Таким образом, кинематографический синтез слился с историческим и превратился в эпопею о недавнем Китае. В качестве диегетического балласта для создания повествовательной ткани Цзя Чжанке воспользовался этим репертуаром образов, сценами с двумя повторяющимися персонажами (и исполнителями), поскольку Неизвестные удовольствия (2002), Цяоцяо и Го Бинь, и задумал злоключения пары из города Да Тун, столь же повторяющегося региона, на протяжении двадцати лет.
Унесенный приливамиТаким образом, он представляет тематический охват, временные и географические рамки, а также типологию персонажей, характеризующих Цзя Чжанкэ. Поэтому ничего нового в этом не будет. передний и любой комментарий к его содержанию ступит на спокойную почву. Однако своеобразный характер произведения, особенно в его первой части, позволяет ему выйти далеко за рамки сюжета и тематической отсылки.
И это связано со сборочными работами. Как уже упоминалось, Цзя Чжанке пересмотрел свою фильмографию, извлек образы из их исходного контекста, предоставил им автономию и сделал их доступными для беспрецедентных комбинаций в новой работе. Огромный материал из разных жанров и экранных форматов был вырезан и обработан для получения обновленного смысла. Со всей мощью, которую дает монтажный стол, режиссер освободил эпизоды и сцены от повествовательного груза рождения, чтобы их можно было перекомпоновать в новых сопоставлениях, диссонансных во времени и пространстве, и с новыми, более значительными семантическими преимуществами.
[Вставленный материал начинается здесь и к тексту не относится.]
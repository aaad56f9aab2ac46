//! Watched files handler.

use std::path::PathBuf;

use tower_lsp::lsp_types::*;
use tracing::{debug, info};

use crate::state::BackendState;

/// Handles the `workspace/didChangeWatchedFiles` notification.
///
/// Returns the workspaces whose `vigil.yml` was created, changed or deleted.
pub fn changed_config_workspaces(
    state: &BackendState,
    params: &DidChangeWatchedFilesParams,
) -> Vec<PathBuf> {
    debug!("Watched files changed: {:?}", params.changes);

    let workspaces = state.workspaces();
    let mut changed = Vec::new();

    for change in &params.changes {
        let Ok(path) = change.uri.to_file_path() else {
            continue;
        };
        if path.file_name().and_then(|n| n.to_str()) != Some(vigil_config::CONFIG_FILE) {
            continue;
        }
        let Some(root) = path.parent() else {
            continue;
        };
        if let Some(workspace) = workspaces.iter().find(|w| w.as_path() == root)
            && !changed.contains(workspace)
        {
            info!("Configuration changed in {}", workspace.display());
            changed.push(workspace.clone());
        }
    }

    changed
}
Прямым выражением этой процедуры было избежание маскировки искусственности повторной сборки, то есть не было технической корректировки манипуляций, которым подвергались изображения, чтобы поддержать путь, на котором основан фильм. Это не означает, что произошел полный разрыв с решением непрерывности, но бывают случаи, когда оно весьма пошатнулось. За сценой не обязательно следует другая, диегетически связанная с ней, как в классической версии.
На самом деле диегезис — это всего лишь бледное присутствие в первой части произведения. Каждый акт заканчивается в пределах между кадрами, без прямой и логической связи с предыдущими или последующими событиями. Это ясно видно из длинного начального эпизода, в котором несколько независимых сцен следуют друг за другом: группа женщин, поющих в маленькой комнате; закрывается у памятника пилотируемому космическому полету; люди, в том числе Цяоцяо, под дождем и ветром на обочине дороги; мужчины, сидящие на лестнице и ожидающие, чтобы их сфотографировали; проезжает товарный поезд; рабочие разговаривают во время отдыха.
Хотя их можно рассматривать как контекстуализацию возможной начинающей истории, ничто не позволяет нам сказать, что здесь существуют какие-либо пространственные, временные или драматические отношения. Трудности возрастают, когда мы видим, как Цяоцяо танцует в танцевальном клубе, и внезапно мы переходим к зрелищу человека, поднимающего два тяжелых ведра с цепью, застрявшей в его веках. В другой сцене всплывает образ игрового зала, не имеющий никакого отношения ни к какому другому моменту фильма.
Человек дезориентируется относительно того, что принадлежит «истории», поскольку бросок игральной кости, кажется, задает направление. «Случайная» последовательность сцен требует от зрителя внимания, интереса и размышлений, чтобы увидеть существование или неуместность какого-либо сюжета.
Эти требования подкрепляются сопоставлением изображений, извлеченных из разных записей. За вымышленной сценой может следовать отрывок из документального фильма, интервью или кадры неподвижных объектов или людей. Даже изменение форматов экрана явное, при этом заметна последовательность различных пропорций экрана, что создает впечатление лоскутного шва.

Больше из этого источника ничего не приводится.